[[ Dataset extract open ]]

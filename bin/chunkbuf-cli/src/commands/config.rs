// Copyright (c) 2025 Dimitris Kafetzis
//
// Licensed under the MIT License.
// See LICENSE file in the project root for full license information.
//
// SPDX-License-Identifier: MIT

//! `chunkbuf config` command: print the effective pool configuration.

use chunk_buffer::size::format_size;
use chunk_buffer::PoolConfig;

pub async fn execute(config: PoolConfig) -> anyhow::Result<()> {
    println!("╔══════════════════════════════════════════════════════╗");
    println!("║           chunkbuf · Pool Configuration              ║");
    println!("╚══════════════════════════════════════════════════════╝");
    println!();

    // ── TOML ───────────────────────────────────────────────────
    for line in config.to_toml()?.lines() {
        println!("  {line}");
    }
    println!();

    // ── Size Classes ───────────────────────────────────────────
    let classes = config.size_classes();
    println!("  Size classes ({}):", classes.len());
    for class in &classes {
        println!("   {:>8}  up to {} free", format_size(*class), config.max_free_per_class);
    }
    println!();

    let retained = classes.iter().sum::<usize>().saturating_mul(config.max_free_per_class);
    println!("  Worst-case retention: {}", super::human_bytes(retained as u64));
    println!();

    Ok(())
}
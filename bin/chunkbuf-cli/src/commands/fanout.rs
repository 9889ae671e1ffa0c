// Copyright (c) 2025 Dimitris Kafetzis
//
// Licensed under the MIT License.
// See LICENSE file in the project root for full license information.
//
// SPDX-License-Identifier: MIT

//! `chunkbuf fanout` command: hand one finalized payload to several
//! concurrent consumers through recyclable reader clones.
//!
//! Every consumer runs on the blocking pool, reads its own cursor to the
//! end, checks the bytes against the source payload and recycles its clone. The
//! chunks return to the pool only once the last clone is gone.

use anyhow::Context;
use chunk_buffer::{Buffer, ChunkPool, PoolConfig, RecyclableReader};
use std::fmt::Write as _;
use std::io::Read;
use std::path::PathBuf;
use std::sync::Arc;
use std::time::Instant;

/// Size of the payload generated when no input file is given.
const SYNTHETIC_RECORDS: usize = 2_000;

pub async fn execute(
    config: PoolConfig,
    input: Option<PathBuf>,
    readers: usize,
) -> anyhow::Result<()> {
    anyhow::ensure!(readers > 0, "--readers must be at least 1");

    println!("╔══════════════════════════════════════════════════════╗");
    println!("║           chunkbuf · Reader Fan-out                  ║");
    println!("╚══════════════════════════════════════════════════════╝");
    println!();

    let pool = ChunkPool::new(config)?;
    let mut buf = Buffer::new(pool.clone());
    match &input {
        Some(path) => {
            let mut file = std::fs::File::open(path)
                .with_context(|| format!("opening {}", path.display()))?;
            buf.read_from(&mut file)?;
        }
        None => {
            println!("  No input given, using {SYNTHETIC_RECORDS} synthetic records.");
            synthetic_payload(&mut buf)?;
        }
    }

    let mut origin = buf.to_recyclable_reader();
    let expected: Arc<Vec<u8>> = Arc::new(origin.to_bytes());
    println!(
        "  Payload:  {} across {} readers",
        super::human_bytes(expected.len() as u64),
        readers,
    );
    println!();

    // ── Consumers ──────────────────────────────────────────────
    let started = Instant::now();
    let mut handles = Vec::with_capacity(readers);
    for id in 0..readers {
        let clone = origin.clone();
        let expected = Arc::clone(&expected);
        handles.push(tokio::task::spawn_blocking(move || consume(id, clone, &expected)));
    }

    let mut failures = 0;
    for handle in handles {
        let outcome = handle.await?;
        match outcome {
            Ok(c) => println!(
                "   reader {:>3}  {:>10}  {:>6} reads  {:>8.2}ms",
                c.id,
                super::human_bytes(c.bytes),
                c.reads,
                c.elapsed_ms,
            ),
            Err(e) => {
                failures += 1;
                println!("   reader FAILED: {e:#}");
            }
        }
    }
    println!();

    // ── Release ────────────────────────────────────────────────
    let held = origin.share_count();
    origin.recycle();
    println!("  Elapsed:     {:.2}ms", started.elapsed().as_secs_f64() * 1000.0);
    println!("  Held before final recycle: {held}");
    println!("  Pool free:   {}", super::human_bytes(pool.free_bytes() as u64));
    println!("  Pool:        {}", pool.stats().summary());
    println!();

    anyhow::ensure!(failures == 0, "{failures} of {readers} readers failed");
    Ok(())
}

#[derive(Debug)]
struct Consumed {
    id: usize,
    bytes: u64,
    reads: usize,
    elapsed_ms: f64,
}

/// Drains one clone in small reads and verifies what it saw.
fn consume(id: usize, mut reader: RecyclableReader, expected: &[u8]) -> anyhow::Result<Consumed> {
    let started = Instant::now();
    let mut seen = Vec::with_capacity(reader.len());
    let mut block = [0u8; 1024];
    let mut reads = 0;

    loop {
        let n = reader.read(&mut block)?;
        if n == 0 {
            break;
        }
        reads += 1;
        seen.extend_from_slice(&block[..n]);
    }
    reader.recycle();

    anyhow::ensure!(seen == expected, "reader {id} saw different bytes");
    tracing::debug!(id, bytes = seen.len(), reads, "reader drained");

    Ok(Consumed {
        id,
        bytes: seen.len() as u64,
        reads,
        elapsed_ms: started.elapsed().as_secs_f64() * 1000.0,
    })
}

fn synthetic_payload(buf: &mut Buffer) -> std::fmt::Result {
    for id in 0..SYNTHETIC_RECORDS {
        writeln!(buf, "{{\"id\":{id},\"name\":\"record-{id}\",\"score\":{}}}", id * 7 % 100)?;
    }
    Ok(())
}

[[ Dataset extract closed ]]

▶ [Assignment]
Each and every entry needs to be repeated exactly.

▶ [Result of the exercise]
filename bin/chunkbuf-cli/src/commands/config.rs
// Copyright (c) 2025 Dimitris Kafetzis
//
// Licensed under the MIT License.
// See LICENSE file in the project root for full license information.
//
// SPDX-License-Identifier: MIT

//! `chunkbuf config` command: print the effective pool configuration.

use chunk_buffer::size::format_size;
use chunk_buffer::PoolConfig;

pub async fn execute(config: PoolConfig) -> anyhow::Result<()> {
    println!("╔══════════════════════════════════════════════════════╗");
    println!("║           chunkbuf · Pool Configuration              ║");
    println!("╚══════════════════════════════════════════════════════╝");
    println!();

    // ── TOML ───────────────────────────────────────────────────
    for line in config.to_toml()?.lines() {
        println!("  {line}");
    }
    println!();

    // ── Size Classes ───────────────────────────────────────────
    let classes = config.size_classes();
    println!("  Size classes ({}):", classes.len());
    for class in &classes {
        println!("   {:>8}  up to {} free", format_size(*class), config.max_free_per_class);
    }
    println!();

    let retained = classes.iter().sum::<usize>().saturating_mul(config.max_free_per_class);
    println!("  Worst-case retention: {}", super::human_bytes(retained as u64));
    println!();

    Ok(())
}
filename bin/chunkbuf-cli/src/commands/fanout.rs
repository 9889ae671e1ffa0c
// Copyright (c) 2025 Dimitris Kafetzis
//
// Licensed under the MIT License.
// See LICENSE file in the project root for full license information.
//
// SPDX-License-Identifier: MIT

//! `chunkbuf fanout` command: hand one finalized payload to several
//! concurrent consumers through recyclable reader clones.
//!
//! Every consumer runs on the blocking pool, reads its own cursor to the
//! end, checks the bytes against the source payload and recycles its clone. The
//! chunks return to the pool only once the last clone is gone.

use anyhow::Context;
use chunk_buffer::{Buffer, ChunkPool, PoolConfig, RecyclableReader};
use std::fmt::Write as _;
use std::io::Read;
use std::path::PathBuf;
use std::sync::Arc;
use std::time::Instant;

/// Size of the payload generated when no input file is given.
const SYNTHETIC_RECORDS: usize = 2_000;

pub async fn execute(
    config: PoolConfig,
    input: Option<PathBuf>,
    readers: usize,
) -> anyhow::Result<()> {
    anyhow::ensure!(readers > 0, "--readers must be at least 1");

    println!("╔══════════════════════════════════════════════════════╗");
    println!("║           chunkbuf · Reader Fan-out                  ║");
    println!("╚══════════════════════════════════════════════════════╝");
    println!();

    let pool = ChunkPool::new(config)?;
    let mut buf = Buffer::new(pool.clone());
    match &input {
        Some(path) => {
            let mut file = std::fs::File::open(path)
                .with_context(|| format!("opening {}", path.display()))?;
            buf.read_from(&mut file)?;
        }
        None => {
            println!("  No input given, using {SYNTHETIC_RECORDS} synthetic records.");
            synthetic_payload(&mut buf)?;
        }
    }

    let mut origin = buf.to_recyclable_reader();
    let expected: Arc<Vec<u8>> = Arc::new(origin.to_bytes());
    println!(
        "  Payload:  {} across {} readers",
        super::human_bytes(expected.len() as u64),
        readers,
    );
    println!();

    // ── Consumers ──────────────────────────────────────────────
    let started = Instant::now();
    let mut handles = Vec::with_capacity(readers);
    for id in 0..readers {
        let clone = origin.clone();
        let expected = Arc::clone(&expected);
        handles.push(tokio::task::spawn_blocking(move || consume(id, clone, &expected)));
    }

    let mut failures = 0;
    for handle in handles {
        let outcome = handle.await?;
        match outcome {
            Ok(c) => println!(
                "   reader {:>3}  {:>10}  {:>6} reads  {:>8.2}ms",
                c.id,
                super::human_bytes(c.bytes),
                c.reads,
                c.elapsed_ms,
            ),
            Err(e) => {
                failures += 1;
                println!("   reader FAILED: {e:#}");
            }
        }
    }
    println!();

    // ── Release ────────────────────────────────────────────────
    let held = origin.share_count();
    origin.recycle();
    println!("  Elapsed:     {:.2}ms", started.elapsed().as_secs_f64() * 1000.0);
    println!("  Held before final recycle: {held}");
    println!("  Pool free:   {}", super::human_bytes(pool.free_bytes() as u64));
    println!("  Pool:        {}", pool.stats().summary());
    println!();

    anyhow::ensure!(failures == 0, "{failures} of {readers} readers failed");
    Ok(())
}

#[derive(Debug)]
struct Consumed {
    id: usize,
    bytes: u64,
    reads: usize,
    elapsed_ms: f64,
}

/// Drains one clone in small reads and verifies what it saw.
fn consume(id: usize, mut reader: RecyclableReader, expected: &[u8]) -> anyhow::Result<Consumed> {
    let started = Instant::now();
    let mut seen = Vec::with_capacity(reader.len());
    let mut block = [0u8; 1024];
    let mut reads = 0;

    loop {
        let n = reader.read(&mut block)?;
        if n == 0 {
            break;
        }
        reads += 1;
        seen.extend_from_slice(&block[..n]);
    }
    reader.recycle();

    anyhow::ensure!(seen == expected, "reader {id} saw different bytes");
    tracing::debug!(id, bytes = seen.len(), reads, "reader drained");

    Ok(Consumed {
        id,
        bytes: seen.len() as u64,
        reads,
        elapsed_ms: started.elapsed().as_secs_f64() * 1000.0,
    })
}

fn synthetic_payload(buf: &mut Buffer) -> std::fmt::Result {
    for id in 0..SYNTHETIC_RECORDS {
        writeln!(buf, "{{\"id\":{id},\"name\":\"record-{id}\",\"score\":{}}}", id * 7 % 100)?;
    }
    Ok(())
}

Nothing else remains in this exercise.